President Felipe Calderon condemned the attack and sent his condolences to the family as his government reiterated its commitment to the security of all Mexicans. The government has attributed the spike in violence in the border states of Nuevo Leon and Tamaulipas to a breakup between the Gulf and Zetas cartels.

Monterrey-area mayor Edelmiro Cavazos was kidnapped in August and his body dumped three days later. Seven police officers who authorities said were paid monthly salaries by the Zetas were arrested in connection with that killing.

It was followed two weeks later by a fatal attack on Mayor Marco Antonio Leal Garcia in Hidalgo, Tamaulipas.

Hooded gunmen shot to death Mayor Alexander Lopez Garcia in the town of El Naranjo in San Luis Potosi state on Sept. 8. The methods used in all three slayings were similar to those used by Mexico’s drug cartels.

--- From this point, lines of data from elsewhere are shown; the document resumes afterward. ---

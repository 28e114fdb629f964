//! Non-fatal data-integrity findings.
//!
//! These never abort a computation: the calculators fall back to a safe
//! value and attach the finding to the `DaySession` so it can be reported
//! upward.

use super::punch_kind::PunchKind;
use chrono::{DateTime, NaiveDate, Utc};
use serde::{Deserialize, Serialize};
use std::fmt;

#[derive(Debug, Clone, PartialEq, Eq, Serialize, Deserialize)]
#[serde(tag = "type", rename_all = "snake_case")]
pub enum IntegrityWarning {
    /// Exit earlier than entry. Worked hours clamped to 0.
    ExitBeforeEntry {
        date: NaiveDate,
        entry: DateTime<Utc>,
        exit: DateTime<Utc>,
    },
    /// Lunch return earlier than lunch out. Lunch deduction ignored.
    LunchReturnBeforeLunchOut {
        date: NaiveDate,
        lunch_out: DateTime<Utc>,
        lunch_return: DateTime<Utc>,
    },
    /// More than one punch of the same kind on one day. The last one is kept.
    DuplicatePunch {
        date: NaiveDate,
        kind: PunchKind,
        discarded: DateTime<Utc>,
    },
}

impl fmt::Display for IntegrityWarning {
    fn fmt(&self, f: &mut fmt::Formatter<'_>) -> fmt::Result {
        match self {
            IntegrityWarning::ExitBeforeEntry { date, entry, exit } => write!(
                f,
                "{date}: exit ({}) before entry ({}), worked hours set to 0",
                exit.to_rfc3339(),
                entry.to_rfc3339()
            ),
            IntegrityWarning::LunchReturnBeforeLunchOut {
                date,
                lunch_out,
                lunch_return,
            } => write!(
                f,
                "{date}: lunch return ({}) before lunch out ({}), lunch deduction ignored",
                lunch_return.to_rfc3339(),
                lunch_out.to_rfc3339()
            ),
            IntegrityWarning::DuplicatePunch {
                date,
                kind,
                discarded,
            } => write!(
                f,
                "{date}: duplicate '{kind}' punch, discarded {}",
                discarded.to_rfc3339()
            ),
        }
    }
}
// src/export/logic.rs

use crate::core::sources::PayrollStore;
use crate::db::log::ttlog_quiet;
use crate::db::pool::DbPool;
use crate::errors::{AppError, AppResult};
use crate::export::csv_export::write_csv;
use crate::export::fs_utils::ensure_writable;
use crate::export::json_export::write_json;
use crate::export::model::PayrollDayExport;
use crate::export::{ExportFormat, notify_export_success};
use crate::ui::messages::warning;
use chrono::FixedOffset;
use std::path::Path;

/// Logica di alto livello per l'export.
pub struct ExportLogic;

impl ExportLogic {
    /// Export dei periodi payroll memorizzati per `employee`.
    ///
    /// - `csv`: una riga per giorno di ogni periodo
    /// - `json`: i periodi completi, con il dettaglio giornaliero
    pub fn export(
        pool: &DbPool,
        employee: &str,
        format: ExportFormat,
        file: &str,
        force: bool,
        offset: FixedOffset,
    ) -> AppResult<()> {
        let path = Path::new(file);

        if !path.is_absolute() {
            return Err(AppError::Export(format!(
                "Output file path must be absolute: {file}"
            )));
        }

        let periods = pool.list_payroll_periods(employee)?;
        if periods.is_empty() {
            warning(format!("No payroll periods stored for {employee}: nothing to export."));
            return Ok(());
        }

        ensure_writable(path, force)?;

        match format {
            ExportFormat::Csv => {
                let rows = PayrollDayExport::rows(&periods, offset);
                write_csv(path, &rows)?;
            }
            ExportFormat::Json => write_json(path, &periods)?,
        }

        tracing::debug!(employee, periods = periods.len(), format = format.as_str(), "export written");
        ttlog_quiet(
            &pool.conn,
            "export",
            employee,
            &format!("{} periods to {} ({})", periods.len(), path.display(), format.as_str()),
        );

        notify_export_success(&format.as_str().to_uppercase(), path);
        Ok(())
    }
}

In June, gunmen killed the leading gubernatorial candidate in Tamaulipas.

Meanwhile, a congressman-elect sought by federal authorities for alleged drug ties slipped into the Chamber of Deputies on Thursday and took his oath of office — making him immune from apprehension and prosecution for the duration of his term.

Julio Godoy was elected to congress in July 2009 and went into hiding after he was charged days later with protecting La Familia cartel in the western state of Michoacan.

The congressman called himself the innocent victim of an attack by the federal government, saying, “I am not a criminal.”

The president of the Chamber of Deputies, Jorge Carlos Marin, said a judge ruled that Godoy maintains his political rights despite the warrant for his arrest.

Godoy was elected as a candidate for the leftist Democratic Revolution Party, which governs Michoacan and has been one of the biggest critics of President Felipe Calderon’s strategy against organized crime.

More than 28,000 people have been killed in drug-related violence since Calderon launched his attack on drug cartels in late 2006.